Bugumba was born in Makobola, a small village in the Democratic Republic of Congo, where in 1999, missionaries reported the massacre of about 500 people by rebels hoping to oust Congo President Laurent Kabila. This separated Bugumba from his father and brothers for months before they reunited at a refugee camp in Tanzania.

“That was when things got really hard – moving from country to country,” Bugumba said. “Sometimes, we had to disguise ourselves, and one time, we crossed a crocodile-infested river in a small boat that could’ve capsized. A lot of people didn’t make the journey.”

Bugumba said he went from Tanzania to Malawi to Mozambique and finally ended up in South Africa, where he stayed about 10 years. Through a sponsorship, he was able to go to private music school, and although his family still carried the tradition of singing, Bugumba focused more on dance at the time.

Through the United Nations High Commissioner for Refugees, Bugumba was able to come to America, and attended high school in Mobile, Alabama. He played soccer, and although he started singing more in his senior year, Bugumba did not join a music program out of fear that he would not fit in.

His self-doubt came to a head while he was studying music merchandising at Lewis University in Romeoville. His then-girlfriend broke up with him and said that if she had the talent that Bugumba had, she would not let it go to waste.

“That pushed me to pursue it,” Bugumba said.

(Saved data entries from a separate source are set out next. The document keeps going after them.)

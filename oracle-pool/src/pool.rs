//! Oracle pool: registration and request answering

use crate::{
    config::PoolConfig,
    oracle::{Behaviour, SimulatedOracle},
    Result,
};
use async_trait::async_trait;
use futures::future::join_all;
use ledger_core::{Address, DepartureStatusCode, ErrorCategory};
use message_bus::{InMemoryBus, Message, MessageFilter, MessageHandler, MessageType};
use parking_lot::Mutex;
use rand::rngs::StdRng;
use rand::SeedableRng;
use std::sync::Arc;
use surety_engine::{EngineHandle, OracleRequest, SubmissionOutcome};
use tokio::task::JoinHandle;
use tracing::{debug, info, warn};

/// One oracle's answer to a request and what the engine made of it
#[derive(Debug)]
pub struct Submission {
    /// Answering oracle
    pub oracle: Address,
    /// Reported status
    pub status: DepartureStatusCode,
    /// Engine verdict
    pub result: surety_engine::Result<SubmissionOutcome>,
}

/// Registered oracles answering status requests
#[derive(Debug)]
pub struct OraclePool {
    handle: EngineHandle,
    oracles: Vec<SimulatedOracle>,
    rng: Mutex<StdRng>,
}

impl OraclePool {
    /// Register every oracle of the pool with the engine
    ///
    /// The first `late_reporters()` oracles always report LATE_AIRLINE.
    /// An address the engine already knows keeps its earlier assignment.
    pub async fn register(handle: EngineHandle, config: &PoolConfig) -> Result<Self> {
        config.validate()?;

        let late = config.late_reporters();
        let mut oracles = Vec::with_capacity(config.oracles);

        for n in 0..config.oracles {
            let address = Address::new(format!("0xoracle{:04}", n + 1));
            let behaviour = if n < late {
                Behaviour::AlwaysLateAirline
            } else {
                Behaviour::Random
            };

            let indexes = match handle
                .register_oracle(address.clone(), config.registration_fee)
                .await
            {
                Ok(indexes) => indexes,
                Err(e) if e.category() == ErrorCategory::AlreadyExists => {
                    warn!(oracle = %address, "Oracle already registered, reusing its indexes");
                    handle.get_my_indexes(address.clone()).await?
                }
                Err(e) => return Err(e.into()),
            };

            debug!(oracle = %address, ?indexes, ?behaviour, "Oracle registered");
            oracles.push(SimulatedOracle::new(address, indexes, behaviour));
        }

        info!(oracles = oracles.len(), late, "Oracle pool registered");

        let rng = match config.seed {
            Some(seed) => StdRng::seed_from_u64(seed),
            None => StdRng::from_entropy(),
        };

        Ok(Self {
            handle,
            oracles,
            rng: Mutex::new(rng),
        })
    }

    /// Registered oracles
    pub fn oracles(&self) -> &[SimulatedOracle] {
        &self.oracles
    }

    /// Oracles that would answer a request for this index
    pub fn holders(&self, index: u8) -> usize {
        self.oracles.iter().filter(|oracle| oracle.holds(index)).count()
    }

    /// Let every oracle holding the index answer, submissions racing each other
    pub async fn answer(&self, request: &OracleRequest) -> Vec<Submission> {
        let picks: Vec<(&SimulatedOracle, DepartureStatusCode)> = {
            let mut rng = self.rng.lock();
            self.oracles
                .iter()
                .filter_map(|oracle| {
                    oracle
                        .answer(request.index, &mut *rng)
                        .map(|status| (oracle, status))
                })
                .collect()
        };

        let submissions = picks.into_iter().map(|(oracle, status)| async move {
            let result = self
                .handle
                .submit_response(
                    request.index,
                    request.airline.clone(),
                    request.flight.clone(),
                    request.departure,
                    status.code(),
                    oracle.address.clone(),
                )
                .await;

            Submission {
                oracle: oracle.address.clone(),
                status,
                result,
            }
        });

        join_all(submissions).await
    }

    /// Subscribe to status requests and answer them until the bus closes
    pub fn spawn(self: Arc<Self>, bus: &InMemoryBus) -> JoinHandle<message_bus::Result<()>> {
        let subscriber = bus.subscribe(
            "oracle-pool",
            MessageFilter::only([MessageType::OracleRequest]),
        );
        tokio::spawn(subscriber.run(self))
    }
}

#[async_trait]
impl MessageHandler for OraclePool {
    async fn handle(&self, message: Message) -> message_bus::Result<()> {
        let request: OracleRequest = message.decode_payload()?;
        info!(
            round_id = request.round_id,
            index = request.index,
            airline = %request.airline,
            flight = %request.flight,
            "Status requested"
        );

        let submissions = self.answer(&request).await;
        if submissions.is_empty() {
            warn!(index = request.index, "No oracle holds the requested index");
        }

        for submission in submissions {
            match submission.result {
                Ok(SubmissionOutcome::Resolved { status, effect_applied, .. }) => info!(
                    oracle = %submission.oracle,
                    %status,
                    effect_applied,
                    "Round resolved"
                ),
                Ok(outcome) => debug!(
                    oracle = %submission.oracle,
                    status = %submission.status,
                    ?outcome,
                    "Response submitted"
                ),
                Err(e) => warn!(
                    oracle = %submission.oracle,
                    status = %submission.status,
                    error = %e,
                    "Response rejected"
                ),
            }
        }

        Ok(())
    }
}

#[cfg(test)]
mod tests {
    use super::*;
    use rust_decimal_macros::dec;
    use surety_engine::{spawn_engine_actor, Config, SequenceIndexSource, SuretyEngine};

    fn spawn_engine() -> (EngineHandle, Address) {
        let config = Config::default();
        let owner = config.ledger.owner.clone();
        let engine =
            SuretyEngine::with_index_source(config, Box::new(SequenceIndexSource::new([2])))
                .unwrap();
        let handle = spawn_engine_actor(engine, Arc::new(InMemoryBus::new()), 64);
        (handle, owner)
    }

    fn config(oracles: usize, late_fraction: f64) -> PoolConfig {
        PoolConfig {
            oracles,
            late_fraction,
            seed: Some(7),
            ..PoolConfig::default()
        }
    }

    #[tokio::test]
    async fn test_register_assigns_behaviours() {
        let (handle, _) = spawn_engine();
        let held_before = handle.treasury().await.unwrap().held();

        let pool = OraclePool::register(handle.clone(), &config(4, 0.5))
            .await
            .unwrap();

        let behaviours: Vec<Behaviour> = pool.oracles().iter().map(|o| o.behaviour).collect();
        assert_eq!(
            behaviours,
            vec![
                Behaviour::AlwaysLateAirline,
                Behaviour::AlwaysLateAirline,
                Behaviour::Random,
                Behaviour::Random
            ]
        );
        assert_eq!(handle.oracles_count().await.unwrap(), 4);
        assert_eq!(pool.holders(2), 4);
        assert_eq!(pool.holders(9), 0);
        assert_eq!(
            handle.treasury().await.unwrap().held(),
            held_before + dec!(4)
        );
    }

    #[tokio::test]
    async fn test_reregistration_keeps_indexes() {
        let (handle, _) = spawn_engine();
        let first = OraclePool::register(handle.clone(), &config(2, 1.0))
            .await
            .unwrap();
        let second = OraclePool::register(handle, &config(2, 1.0)).await.unwrap();

        assert_eq!(first.oracles(), second.oracles());
    }

    #[tokio::test]
    async fn test_fee_too_low_fails() {
        let (handle, _) = spawn_engine();
        let cheap = PoolConfig {
            registration_fee: dec!(0.5),
            ..config(1, 1.0)
        };

        let err = OraclePool::register(handle, &cheap).await.unwrap_err();
        assert!(matches!(err, crate::Error::Engine(_)));
    }

    #[tokio::test]
    async fn test_answer_reaches_quorum() {
        let (handle, owner) = spawn_engine();
        let departure = 1_700_086_400;
        handle
            .register_flight_at("ND1309", departure, owner.clone(), 1_700_000_000)
            .await
            .unwrap();
        let pool = OraclePool::register(handle.clone(), &config(5, 1.0))
            .await
            .unwrap();

        let ticket = handle
            .request_status(owner.clone(), "ND1309", departure, owner.clone())
            .await
            .unwrap();
        let request = OracleRequest {
            round_id: ticket.round_id,
            index: ticket.key.index,
            airline: owner,
            flight: "ND1309".to_string(),
            departure,
        };

        let submissions = pool.answer(&request).await;
        assert_eq!(submissions.len(), 5);
        assert!(submissions
            .iter()
            .all(|s| s.status == DepartureStatusCode::LateAirline));

        let resolved = submissions
            .iter()
            .filter(|s| matches!(s.result, Ok(SubmissionOutcome::Resolved { .. })))
            .count();
        let ignored = submissions
            .iter()
            .filter(|s| matches!(s.result, Ok(SubmissionOutcome::Ignored(_))))
            .count();
        assert_eq!(resolved, 1);
        assert_eq!(ignored, 2);

        let round = handle.round(ticket.round_id).await.unwrap().unwrap();
        assert_eq!(round.resolved_code(), Some(DepartureStatusCode::LateAirline));
    }
}
//! Airline registry and admission consensus
//!
//! Below the bootstrap threshold any airline admits a candidate directly.
//! From then on, voting airlines (those that paid the registration fee)
//! cast distinct votes, and the candidate is admitted once
//! `votes ≥ ceil(voters × numerator / denominator)`.

use crate::{
    error::ensure_operational,
    types::{RegistrationOutcome, VoteTally},
    Error, Result,
};
use ledger_core::{Address, Airline, Amount, Ledger};
use tracing::{debug, info};

/// Admission policy
#[derive(Debug, Clone)]
pub struct AirlineRegistry {
    engine: Address,
    bootstrap_threshold: u64,
}

impl AirlineRegistry {
    /// Create registry acting on the ledger as `engine`
    pub fn new(engine: Address, bootstrap_threshold: u64) -> Self {
        Self {
            engine,
            bootstrap_threshold,
        }
    }

    /// Register (or vote for) a candidate airline
    pub fn register_airline(
        &self,
        ledger: &mut Ledger,
        candidate: Address,
        caller: &Address,
    ) -> Result<RegistrationOutcome> {
        ensure_operational(ledger)?;
        let sponsor = require_airline(ledger, caller)?;

        if ledger.is_airline(&candidate)? {
            return Err(Error::AlreadyExists(format!("airline {}", candidate)));
        }

        let count = ledger.airlines_count()?;
        if count < self.bootstrap_threshold {
            let airline_id = ledger.create_airline(candidate.clone(), &self.engine)?;
            info!(
                airline = %candidate,
                sponsor = %caller,
                airline_id,
                "Airline admitted during bootstrap"
            );
            return Ok(RegistrationOutcome::Registered { airline_id });
        }

        if !sponsor.is_voter {
            return Err(Error::NotAuthorized(
                "Airline has to pay registration fee to be able to vote".to_string(),
            ));
        }

        let vote_count = ledger.record_vote(&candidate, caller, &self.engine)?;
        let total_voters = ledger.voters_count()?;
        let required = ledger.consensus_multipliers()?.ceil_of(total_voters);
        let is_consensus_reached = vote_count >= required;

        let airline_id = if is_consensus_reached {
            let id = ledger.create_airline(candidate.clone(), &self.engine)?;
            info!(airline = %candidate, vote_count, required, "Airline admitted by consensus");
            Some(id)
        } else {
            debug!(candidate = %candidate, vote_count, required, "Vote counted");
            None
        };

        Ok(RegistrationOutcome::VoteCounted(VoteTally {
            candidate,
            vote_count,
            total_voters,
            required,
            is_consensus_reached,
            airline_id,
        }))
    }

    /// Pay the registration fee, turning the caller into a voter
    pub fn pay_registration_fee(
        &self,
        ledger: &mut Ledger,
        caller: &Address,
        value: Amount,
    ) -> Result<()> {
        ensure_operational(ledger)?;
        let airline = require_airline(ledger, caller)?;

        if airline.is_voter {
            return Err(Error::InvalidState(format!(
                "airline {} already paid the registration fee",
                caller
            )));
        }
        let fee = ledger.registration_fee()?;
        if value < fee {
            return Err(Error::PolicyViolation(format!(
                "registration fee {} is below the required {}",
                value, fee
            )));
        }

        ledger.add_funds(caller.clone(), value, &self.engine)?;
        ledger.set_airline_is_voter(caller, &self.engine)?;

        info!(airline = %caller, amount = %value, "Registration fee paid");
        Ok(())
    }
}

fn require_airline(ledger: &Ledger, caller: &Address) -> Result<Airline> {
    match ledger.get_airline(caller) {
        Ok(airline) => Ok(airline),
        Err(ledger_core::Error::NotFound(_)) => Err(Error::NotAuthorized(
            "Airline with given address is not registered".to_string(),
        )),
        Err(e) => Err(e.into()),
    }
}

Bugumba left Lewis University after one year and settled in DeKalb, where he has lived the past two years. Although Bugumba can periodically be seen performing at the House Cafe in downtown DeKalb, he often drives to Chicago to perform at as many open mics as he can.

“Sometimes, I drove two hours to perform in front of two people,” Bugumba said. “I did it because I had no choice, but I love it.”

On the longer road trips, Bugumba said he tells himself that one day, it will all pay off.

An opportunity almost presented itself when Bugumba auditioned for “America’s Got Talent,” but he could not make it past the first round.

“I almost felt like quitting, but music is all I know,” he said.

Bugumba then tried out for “American Idol” in the fall and got called back for another audition. While on his way to his second performance, Bugumba said he was almost hit by a car.

“If there wasn’t a pole in the way, it would’ve hit me, so I went in with all these nerves and sang to executives,” Bugumba said.

But Bugumba conquered the frayed nerves and got to go to New York to perform in front of judges Lionel Richie, Katy Perry and Luke Bryan.

Through his experiences, Bugumba said he does not believe in the idea of a musical genre, because music is expression, and when you box it into a certain type, it stops becoming an expression. Much like crying or laughing, there is no specific way to do it.

Bugumba said his style is just about telling a story.

Hence, his stage name, “StoryTeller.”